Fall is finally here and for many people, this means apple picking, pumpkin-spice everything, and the anticipation of the holidays to come. In my little Chicago apartment, smells of garlic and spices waft down the halls, as bottles of kimchi and broths are prepared.
So, to share the wealth, here are some of my favorite Korean dishes (and their histories) that will keep you cozy this fall.
1. Doenjang Jjigae: 된장찌개
As classic as chicken noodle soup is for Americans, Doenjang Jjigae is a traditional Korean dish that can be found on Korean stovetops everywhere this fall. This combination of fermented soybean-paste soup base, hearty vegetables, tofu, and seafood will fill and warm you up.
Don’t let the fermented soybean paste scare you, for the paste’s umami-rich body satisfies that weird craving that is neither salty nor sweet.
2. Yukgaejang: 육개장
For all you meat and heat-eaters out there, I introduce yukgaejang: spicy broth, spicy shredded beef, spicy vegetables. This steamy stew with a spicy background was a regular at the tables of Korean royalty alongside goldongban (bibimbap) and tteokguk (see below).
As winter approaches, I highly recommend this stew to rid the sniffles.
#SpoonTip: Noses will run, so keep a napkin on hand.
3. Tteokguk: 떡국
Simple flavors make up this Korean dish: broth and rice cakes. Tteokguk is traditionally eaten to celebrate the start of a new year. Like many cuisines, the components of the dish are symbolic of something greater.
The simple broth and white rice cakes of the dish represent a clean start to the new year. The rice cakes, also shaped like coins, represent prosperity to come.
4. Eomukguk: 어묵국
Similar to the Japenese Oden dish, eomukguk is a fish cake soup and is commonly sold by street vendors. Due to the many variations of fish cake, eomukguk never gets boring in flavor or appearance. It's warm, it's umami-rich, and it's the perfect accompaniment to a chilly and colorful fall day.
5. Mandu: 만두
No they're not pot-stickers or gyoza, they're mandu, which as basically Korea's dumplings. Mandu is great homemade, but for those on the fly (and on the budget) I personally recommend the mandu stand located right outside the Joong Boo Market.

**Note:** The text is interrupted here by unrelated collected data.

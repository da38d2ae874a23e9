//! Header component
//!
//! Application title and the session line.

use ratatui::{prelude::*, widgets::*};

use crate::core::state::AppState;

#[derive(Debug, Clone, Default)]
pub struct HeaderComponent;

impl HeaderComponent {
    pub fn new() -> Self {
        Self
    }

    pub fn view(&self, state: &AppState, frame: &mut Frame, area: Rect) {
        let styles = &state.config.config.styles;
        let mut spans = vec![
            Span::styled("blogs", styles.style("title")),
            Span::raw("  "),
            Span::raw(Self::session_line(state)),
        ];
        if state.system.is_loading {
            spans.push(Span::styled("  loading...", styles.style("muted")));
        }
        frame.render_widget(Paragraph::new(Line::from(spans)), area);
    }

    pub fn session_line(state: &AppState) -> String {
        match state.current_user() {
            Some(user) => format!("{} logged in", user.display_name()),
            None => "not logged in".to_string(),
        }
    }
}
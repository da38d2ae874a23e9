use crate::domain::{Blog, ClientError, NewBlog};

/// Messages for the blog store.
///
/// Results coming back from the API carry the session generation their
/// request was issued in; see [`crate::core::state::session::SessionState`].
#[derive(Debug, Clone, PartialEq)]
pub enum BlogMsg {
    // User intents
    Refresh,
    Add(NewBlog),
    Like(String),
    SetFilter(String),

    // Navigation over the displayed list
    ScrollUp,
    ScrollDown,
    ScrollToTop,
    ScrollToBottom,

    // API results
    Fetched {
        generation: u64,
        result: Result<Vec<Blog>, ClientError>,
    },
    Created {
        generation: u64,
        result: Result<Blog, ClientError>,
    },
    Updated {
        generation: u64,
        result: Result<Blog, ClientError>,
    },
    Deleted {
        generation: u64,
        blog: Blog,
        result: Result<(), ClientError>,
    },
}

impl BlogMsg {
    /// Messages produced by the API rather than by the user
    pub fn is_response(&self) -> bool {
        matches!(
            self,
            BlogMsg::Fetched { .. }
                | BlogMsg::Created { .. }
                | BlogMsg::Updated { .. }
                | BlogMsg::Deleted { .. }
        )
    }
}
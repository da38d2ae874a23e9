use std::sync::Arc;

use color_eyre::eyre::Result;
use tokio::sync::Mutex;

use crate::{
    core::state::AppState, infrastructure::tui, presentation::components::Components,
};

/// Draws `AppState` onto a terminal
#[derive(Debug, Default)]
pub struct Renderer {
    components: Components,
}

impl Renderer {
    pub fn new() -> Self {
        Self {
            components: Components::new(),
        }
    }

    pub async fn render(
        &mut self,
        tui: &Arc<Mutex<dyn tui::TuiLike + Send>>,
        state: &AppState,
    ) -> Result<()> {
        let mut guard = tui.lock().await;
        let components = &self.components;
        let mut draw = |f: &mut ratatui::Frame<'_>| components.render(f, state);
        guard.draw(&mut draw)?;
        Ok(())
    }
}
//! Terminal abstraction
//!
//! `TuiLike` is implemented by the crossterm terminal and by a
//! `TestBackend` terminal used in tests.

pub mod event_source;
pub mod real;
pub mod textarea_engine;

use color_eyre::eyre::Result;
use crossterm::event::{KeyEvent, MouseEvent};

use serde::{Deserialize, Serialize};
use std::future::Future;
use std::pin::Pin;

pub type IO = std::io::Stdout;
pub fn io() -> IO {
    std::io::stdout()
}
pub type Frame<'a> = ratatui::Frame<'a>;

/// Terminal events as the runner sees them. `Tick` and `Render` come from
/// timers at the configured rates.
#[derive(Clone, Debug, Serialize, Deserialize)]
pub enum Event {
    Init,
    Quit,
    Error,
    Closed,
    Tick,
    Render,
    FocusGained,
    FocusLost,
    Paste(String),
    Key(KeyEvent),
    Mouse(MouseEvent),
    Resize(u16, u16),
}

/// What the app runner needs from a terminal
pub trait TuiLike: Send {
    fn enter(&mut self) -> Result<()>;
    fn exit(&mut self) -> Result<()>;
    fn draw(&mut self, f: &mut dyn FnMut(&mut Frame<'_>)) -> Result<()>;
    fn resize(&mut self, area: ratatui::prelude::Rect) -> Result<()>;
    fn next(&mut self) -> Pin<Box<dyn Future<Output = Option<Event>> + Send + '_>>;

    /// Leave the terminal and stop the process until it is resumed
    fn suspend(&mut self) -> Result<()> {
        self.exit()
    }
}
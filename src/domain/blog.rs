use serde::{Deserialize, Deserializer, Serialize};

use crate::domain::{error::ClientError, user::User};

/// The user a blog belongs to, as embedded by the server in each blog record.
#[derive(Debug, Clone, PartialEq, Eq, Default, Serialize, Deserialize)]
pub struct BlogOwner {
    #[serde(default)]
    pub id: String,
    pub username: String,
    #[serde(default)]
    pub name: String,
}

/// A blog record as returned by the API.
#[derive(Debug, Clone, PartialEq, Eq, Default, Serialize, Deserialize)]
pub struct Blog {
    pub id: String,
    pub title: String,
    pub author: String,
    pub url: String,
    #[serde(default)]
    pub likes: u64,
    #[serde(
        default,
        deserialize_with = "owner_or_id",
        skip_serializing_if = "Option::is_none"
    )]
    pub user: Option<BlogOwner>,
}

/// Update responses reference the owner by id only
#[derive(Deserialize)]
#[serde(untagged)]
enum OwnerRepr {
    Full(BlogOwner),
    Id(String),
}

fn owner_or_id<'de, D: Deserializer<'de>>(deserializer: D) -> Result<Option<BlogOwner>, D::Error> {
    Ok(
        Option::<OwnerRepr>::deserialize(deserializer)?.map(|repr| match repr {
            OwnerRepr::Full(owner) => owner,
            OwnerRepr::Id(id) => BlogOwner {
                id,
                ..Default::default()
            },
        }),
    )
}

impl Blog {
    /// Id of the owning user, if the server told us who owns it
    pub fn owner_id(&self) -> Option<&str> {
        self.user
            .as_ref()
            .map(|owner| owner.id.as_str())
            .filter(|id| !id.is_empty())
    }

    /// Whether `user` may delete this blog.
    ///
    /// Owners are matched by id. Older servers return logins without an id,
    /// in which case the username is compared instead.
    pub fn is_owned_by(&self, user: &User) -> bool {
        let Some(owner) = &self.user else {
            return false;
        };

        match (self.owner_id(), user.id.is_empty()) {
            (Some(owner_id), false) => owner_id == user.id,
            _ => owner.username == user.username,
        }
    }

    /// Keeps `known` when the server only sent back the owner's id
    pub fn with_known_owner(mut self, known: Option<&BlogOwner>) -> Self {
        if let (Some(owner), Some(known)) = (&self.user, known) {
            if owner.username.is_empty() && owner.id == known.id {
                self.user = Some(known.clone());
            }
        }
        self
    }

    /// Copy of this blog with one more like, as sent to the server
    pub fn liked(&self) -> Self {
        Self {
            likes: self.likes.saturating_add(1),
            ..self.clone()
        }
    }
}

/// Payload for creating a blog
#[derive(Debug, Clone, PartialEq, Eq, Default, Serialize, Deserialize)]
pub struct NewBlog {
    pub title: String,
    pub author: String,
    pub url: String,
}

impl NewBlog {
    pub const MISSING_FIELDS: &'static str = "Title, author or url missing";

    pub fn new(
        title: impl Into<String>,
        author: impl Into<String>,
        url: impl Into<String>,
    ) -> Self {
        Self {
            title: title.into(),
            author: author.into(),
            url: url.into(),
        }
    }

    /// Rejects drafts with an empty field before anything is sent
    pub fn validate(&self) -> Result<(), ClientError> {
        if self.title.is_empty() || self.author.is_empty() || self.url.is_empty() {
            return Err(ClientError::Validation(Self::MISSING_FIELDS.to_string()));
        }
        Ok(())
    }
}
pub mod selection;

use crate::domain::{
    view::{self, FilterStatus},
    Blog,
};
use selection::SelectionState;

/// Local snapshot of the server's blog list.
///
/// `blogs` keeps the order the server returned; the displayed order is
/// computed by [`view::visible_blogs`]. The selection indexes the displayed
/// list.
#[derive(Debug, Clone, Default)]
pub struct BlogState {
    blogs: Vec<Blog>,
    query: String,
    selection: SelectionState,
}

impl BlogState {
    pub fn blogs(&self) -> &[Blog] {
        &self.blogs
    }

    pub fn len(&self) -> usize {
        self.blogs.len()
    }

    pub fn is_empty(&self) -> bool {
        self.blogs.is_empty()
    }

    pub fn find(&self, id: &str) -> Option<&Blog> {
        self.blogs.iter().find(|blog| blog.id == id)
    }

    pub fn replace_all(&mut self, blogs: Vec<Blog>) {
        self.blogs = blogs;
        self.clamp_selection();
    }

    pub fn push(&mut self, blog: Blog) {
        self.blogs.push(blog);
    }

    /// Replaces the record with the same id. Returns false if there is none.
    pub fn replace(&mut self, blog: Blog) -> bool {
        match self.blogs.iter_mut().find(|b| b.id == blog.id) {
            Some(slot) => {
                *slot = blog;
                true
            }
            None => false,
        }
    }

    /// Removes the record with `id`, returning it
    pub fn remove(&mut self, id: &str) -> Option<Blog> {
        let index = self.blogs.iter().position(|blog| blog.id == id)?;
        let removed = self.blogs.remove(index);
        self.clamp_selection();
        Some(removed)
    }

    pub fn query(&self) -> &str {
        &self.query
    }

    pub fn set_query(&mut self, query: impl Into<String>) {
        self.query = query.into();
        self.clamp_selection();
    }

    pub fn visible(&self) -> Vec<&Blog> {
        view::visible_blogs(&self.blogs, &self.query)
    }

    pub fn visible_len(&self) -> usize {
        view::filter(&self.blogs, &self.query).len()
    }

    pub fn filter_status(&self) -> FilterStatus {
        view::filter_status(&self.query, self.visible_len())
    }

    pub fn selected_index(&self) -> Option<usize> {
        self.selection.selected_index()
    }

    /// The selected row of the displayed list
    pub fn selected(&self) -> Option<&Blog> {
        let index = self.selection.selected_index()?;
        self.visible().get(index).copied()
    }

    pub fn scroll_up(&mut self) {
        let len = self.visible_len();
        self.selection.scroll_up(len);
    }

    pub fn scroll_down(&mut self) {
        let len = self.visible_len();
        self.selection.scroll_down(len);
    }

    pub fn scroll_to_top(&mut self) {
        let len = self.visible_len();
        self.selection.select_first(len);
    }

    pub fn scroll_to_bottom(&mut self) {
        let len = self.visible_len();
        self.selection.select_last(len);
    }

    pub fn deselect(&mut self) {
        self.selection.deselect();
    }

    fn clamp_selection(&mut self) {
        let len = self.visible_len();
        self.selection.clamp(len);
    }
}
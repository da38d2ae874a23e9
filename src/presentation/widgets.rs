//! Reusable UI widgets
//!
//! Widgets render data handed to them and hold no application state.

pub mod blog_item;
pub mod blog_stats;
pub mod notification_line;
pub mod popup;
pub mod text_input;
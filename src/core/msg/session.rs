use secrecy::SecretString;

use crate::domain::{ClientError, User};

/// Messages specific to SessionState
#[derive(Debug, Clone)]
pub enum SessionMsg {
    /// Read the stored session at startup
    Restore,
    /// Result of reading the stored session
    Restored(Option<User>),
    Login {
        username: String,
        password: SecretString,
    },
    LoggedIn {
        generation: u64,
        result: Result<User, ClientError>,
    },
    Logout,
    /// Delayed logout after the server reported an expired token
    Expire { generation: u64 },
}
//! # bloglist - Blog list TUI client
//!
//! A terminal client for a blog-list REST service, built with Rust and Ratatui.
//! Users log in, browse, filter and like blogs, add new ones and delete
//! their own. The library implements an Elm-like architecture for
//! predictable state management.
//!
//! ## Architecture Overview
//!
//! - **Model** (`core::state`): Application state, owned by the runtime
//! - **Message** (`core::msg`): Events that can change the state
//! - **Update** (`core::update`): Pure functions that transform state
//! - **Command** (`core::cmd`): Side effects (HTTP, storage, timers)
//! - **View** (`presentation::components`): Rendering based on current state
//!
//! ## Example Usage
//!
//! ```rust
//! use bloglist::core::{
//!     cmd::Cmd,
//!     msg::{blog::BlogMsg, Msg},
//!     state::AppState,
//!     update::update,
//! };
//!
//! let (_state, commands) = update(Msg::Blog(BlogMsg::Refresh), AppState::default());
//!
//! // Fetching is a side effect handed to the command executor
//! assert!(matches!(commands.as_slice(), [Cmd::FetchBlogs { generation: 0 }]));
//! ```
//!
//! ## Modules
//!
//! - [`core`] - Elm architecture: state, messages, update, commands
//! - [`domain`] - Blog, user and notification records, errors, list views
//! - [`infrastructure`] - REST client, storage, config, CLI, terminal
//! - [`integration`] - Runtime and the application event loop
//! - [`presentation`] - Components, widgets, keybindings and styles
//! - [`utils`] - Logging, panic handling and paths

pub mod core;
pub mod domain;
pub mod infrastructure;
pub mod integration;
pub mod presentation;
pub mod utils;

/// Result type used throughout the library
pub type Result<T> = color_eyre::eyre::Result<T>;

/// Version information
pub const VERSION: &str = env!("CARGO_PKG_VERSION");
use crossterm::event::{Event, KeyEvent};
use tui_textarea::{CursorMove, TextArea};

use crate::core::state::ui::TextAreaState;
use crate::core::textarea_engine::TextAreaEngine;

/// Production engine based on tui-textarea. It builds a temporary TextArea
/// from the snapshot, applies the keys, then extracts the new snapshot.
///
/// Fields are single-line, so line breaks produced by the widget are folded
/// back into the first line.
pub struct TuiTextAreaEngine;

impl TuiTextAreaEngine {
    fn restore(snapshot: &TextAreaState) -> TextArea<'static> {
        let mut textarea = TextArea::new(vec![snapshot.content.clone()]);
        let column = u16::try_from(snapshot.cursor).unwrap_or(u16::MAX);
        textarea.move_cursor(CursorMove::Jump(0, column));
        textarea
    }

    fn extract(textarea: &TextArea<'_>) -> TextAreaState {
        let content = textarea.lines().concat();
        let (row, column) = textarea.cursor();
        let cursor = if row == 0 {
            column
        } else {
            textarea.lines()[..row]
                .iter()
                .map(|line| line.chars().count())
                .sum::<usize>()
                + column
        };
        TextAreaState { content, cursor }
    }
}

impl TextAreaEngine for TuiTextAreaEngine {
    fn apply_keys(&self, snapshot: &TextAreaState, keys: &[KeyEvent]) -> TextAreaState {
        let mut textarea = Self::restore(snapshot);
        for key in keys {
            textarea.input(Event::Key(*key));
        }
        Self::extract(&textarea)
    }
}
use std::collections::HashMap;

use crossterm::event::{KeyCode, KeyEvent, KeyModifiers};
use derive_deref::{Deref, DerefMut};
use serde::{de::Deserializer, Deserialize, Serialize};
use strum::Display;

/// User-facing commands that can be bound to keys in browse mode
#[derive(Debug, Clone, Copy, PartialEq, Eq, Hash, Display, Serialize, Deserialize)]
pub enum Action {
    Quit,
    Suspend,
    ScrollUp,
    ScrollDown,
    ScrollToTop,
    ScrollToBottom,
    Like,
    Delete,
    NewBlog,
    Login,
    Logout,
    Filter,
    Refresh,
}

/// Flat mapping from key sequences to actions
#[derive(Clone, Debug, Default, Deref, DerefMut)]
pub struct KeyBindings(pub HashMap<Vec<KeyEvent>, Action>);

impl<'de> Deserialize<'de> for KeyBindings {
    fn deserialize<D>(deserializer: D) -> Result<Self, D::Error>
    where
        D: Deserializer<'de>,
    {
        let parsed_map = HashMap::<String, Action>::deserialize(deserializer)?;

        let keybindings = parsed_map
            .into_iter()
            .map(|(key_str, action)| {
                parse_key_sequence(&key_str)
                    .map(|seq| (seq, action))
                    .map_err(serde::de::Error::custom)
            })
            .collect::<Result<_, _>>()?;

        Ok(KeyBindings(keybindings))
    }
}

fn parse_key_event(raw: &str) -> Result<KeyEvent, String> {
    let raw_lower = raw.to_ascii_lowercase();
    let (remaining, modifiers) = extract_modifiers(&raw_lower);
    parse_key_code_with_modifiers(remaining, modifiers)
}

fn extract_modifiers(raw: &str) -> (&str, KeyModifiers) {
    let mut modifiers = KeyModifiers::empty();
    let mut current = raw;

    loop {
        match current {
            rest if rest.starts_with("ctrl-") => {
                modifiers.insert(KeyModifiers::CONTROL);
                current = &rest[5..];
            }
            rest if rest.starts_with("alt-") => {
                modifiers.insert(KeyModifiers::ALT);
                current = &rest[4..];
            }
            rest if rest.starts_with("shift-") => {
                modifiers.insert(KeyModifiers::SHIFT);
                current = &rest[6..];
            }
            _ => break,
        };
    }

    (current, modifiers)
}

fn parse_key_code_with_modifiers(
    raw: &str,
    mut modifiers: KeyModifiers,
) -> Result<KeyEvent, String> {
    let c = match raw {
        "esc" => KeyCode::Esc,
        "enter" => KeyCode::Enter,
        "left" => KeyCode::Left,
        "right" => KeyCode::Right,
        "up" => KeyCode::Up,
        "down" => KeyCode::Down,
        "home" => KeyCode::Home,
        "end" => KeyCode::End,
        "pageup" => KeyCode::PageUp,
        "pagedown" => KeyCode::PageDown,
        "backtab" => {
            modifiers.insert(KeyModifiers::SHIFT);
            KeyCode::BackTab
        }
        "backspace" => KeyCode::Backspace,
        "delete" => KeyCode::Delete,
        "insert" => KeyCode::Insert,
        "f1" => KeyCode::F(1),
        "f2" => KeyCode::F(2),
        "f3" => KeyCode::F(3),
        "f4" => KeyCode::F(4),
        "f5" => KeyCode::F(5),
        "f6" => KeyCode::F(6),
        "f7" => KeyCode::F(7),
        "f8" => KeyCode::F(8),
        "f9" => KeyCode::F(9),
        "f10" => KeyCode::F(10),
        "f11" => KeyCode::F(11),
        "f12" => KeyCode::F(12),
        "space" => KeyCode::Char(' '),
        "hyphen" | "minus" => KeyCode::Char('-'),
        "tab" => KeyCode::Tab,
        c if c.chars().count() == 1 => {
            let mut c = c.chars().next().unwrap_or_default();
            if modifiers.contains(KeyModifiers::SHIFT) {
                c = c.to_ascii_uppercase();
            }
            KeyCode::Char(c)
        }
        _ => return Err(format!("Unable to parse {raw}")),
    };
    Ok(KeyEvent::new(c, modifiers))
}

/// Renders a key event in the same `<...>` syntax the config file uses
pub fn key_event_to_string(key_event: &KeyEvent) -> String {
    let char;
    let key_code = match key_event.code {
        KeyCode::Backspace => "backspace",
        KeyCode::Enter => "enter",
        KeyCode::Left => "left",
        KeyCode::Right => "right",
        KeyCode::Up => "up",
        KeyCode::Down => "down",
        KeyCode::Home => "home",
        KeyCode::End => "end",
        KeyCode::PageUp => "pageup",
        KeyCode::PageDown => "pagedown",
        KeyCode::Tab => "tab",
        KeyCode::BackTab => "backtab",
        KeyCode::Delete => "delete",
        KeyCode::Insert => "insert",
        KeyCode::F(c) => {
            char = format!("f({c})");
            &char
        }
        KeyCode::Char(' ') => "space",
        KeyCode::Char(c) => {
            char = c.to_string();
            &char
        }
        KeyCode::Esc => "esc",
        _ => "",
    };

    let mut modifiers = Vec::with_capacity(3);

    if key_event.modifiers.intersects(KeyModifiers::CONTROL) {
        modifiers.push("ctrl");
    }

    if key_event.modifiers.intersects(KeyModifiers::SHIFT) {
        modifiers.push("shift");
    }

    if key_event.modifiers.intersects(KeyModifiers::ALT) {
        modifiers.push("alt");
    }

    let mut key = modifiers.join("-");

    if !key.is_empty() {
        key.push('-');
    }
    key.push_str(key_code);

    key
}

/// Parses `<ctrl-c>`, `<j><k>` and similar into a key sequence
pub fn parse_key_sequence(raw: &str) -> Result<Vec<KeyEvent>, String> {
    if raw.chars().filter(|c| *c == '>').count() != raw.chars().filter(|c| *c == '<').count() {
        return Err(format!("Unable to parse `{raw}`"));
    }
    let raw = if !raw.contains("><") {
        let raw = raw.strip_prefix('<').unwrap_or(raw);
        raw.strip_suffix('>').unwrap_or(raw)
    } else {
        raw
    };
    let sequences = raw
        .split("><")
        .map(|seq| {
            if let Some(s) = seq.strip_prefix('<') {
                s
            } else if let Some(s) = seq.strip_suffix('>') {
                s
            } else {
                seq
            }
        })
        .collect::<Vec<_>>();

    sequences.into_iter().map(parse_key_event).collect()
}
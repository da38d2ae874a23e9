use serde::{Deserialize, Serialize};

/// Messages specific to SystemState
#[derive(Debug, Clone, PartialEq, Serialize, Deserialize)]
pub enum SystemMsg {
    Quit,
    /// Stop the process (ctrl-z); the runner resumes it
    Suspend,
    Resume,
    Resize(u16, u16),
    /// Whether the blog list is still being fetched
    SetLoading(bool),
}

For only a buck each (!!), these soft, fluffly dumplings are filled with spicy kimchi (their specialty), pork (also delicious), or red bean (a dessert mandu) and are best eaten warm.
#SpoonTip: Joong Boo Market has all your specialty Korean dishes and ingredients as well as a killer restaurant inside.
6. Manduguk: 만두국
In the spirit of mandu, manduguk is a cozy combo of broth and dumplings. Pick your choice of mandu and throw it into a vat of anchovy broth, spice it up with some veggies and an egg and boom, you're set.
Along with its delicious brethren, manduguk was another royal court favorite. As an easier alternative (especially during sick days), manduguk can be made with frozen dumplings and chicken broth.
Not ramen, ramyun. This cheap dish is essential Korean comfort food. When my family came over from Korea this summer, whenever they felt homesick, Shin-Ramyun was the answer. Fun fact: Shin is actually the Chinese character for spicy!
Ready in about 10 minutes, this Korean dish with Japanese origins is composed of broth and noodles (duh), and a spice packet with spices (duh, again), dried green onions, mushrooms, and carrots. Add vegetables, an egg, meat or whatever you fancy for this quick feast.
8. Kungnamulguk: 콩나물국
Kungnamulguk, or soybean sprout soup, is light vegetarian soup that can be spiced up or down. Personally, I like it spicy. This dish is super easy to make and consists of anchovies, soybeans sprouts, scallions, garlic, water, and salt and pepper.
This soup is a great healthy and light alternative to calorie-ridden lattés and meaty chilis.
9. Miyeokguk: 쇠고기 미역국
Another lighter soup, Miyeokguk is a seaweed soup that makes the perfect savory breakfast in the fall and winter. Although miyeokguk is typically vegetarian, beef or chicken can be added.
Believed to contain the essential nutrients for rearing newborns, this dish is traditionally consumed after giving birth or on birthdays to commemorate mothers.
10. Gimjang: 김장
Gimjang is a version of kimchi that is made with napa cabbage. Kimchi is literally found at every meal, all year round. You eat it with rice, you eat it plain, you put it in a mandu—kimchi is Korea.
Despite its stinky rep, kimchi has a long and glorious history. Gimjang is particular to fall months due to the limited vegetables that are available for fermentation. In preparation for winters, back when refrigerators and supermarkets were not a thing, large portions of gimjang were prepared and tucked away into the ground for proper preservation and preparation.
Although kimchi is not for everyone, for those who do love it or are willing to try, prepare for a spicy fall. Or try one of the other mentioned dishes to warm up on those crisp fall days.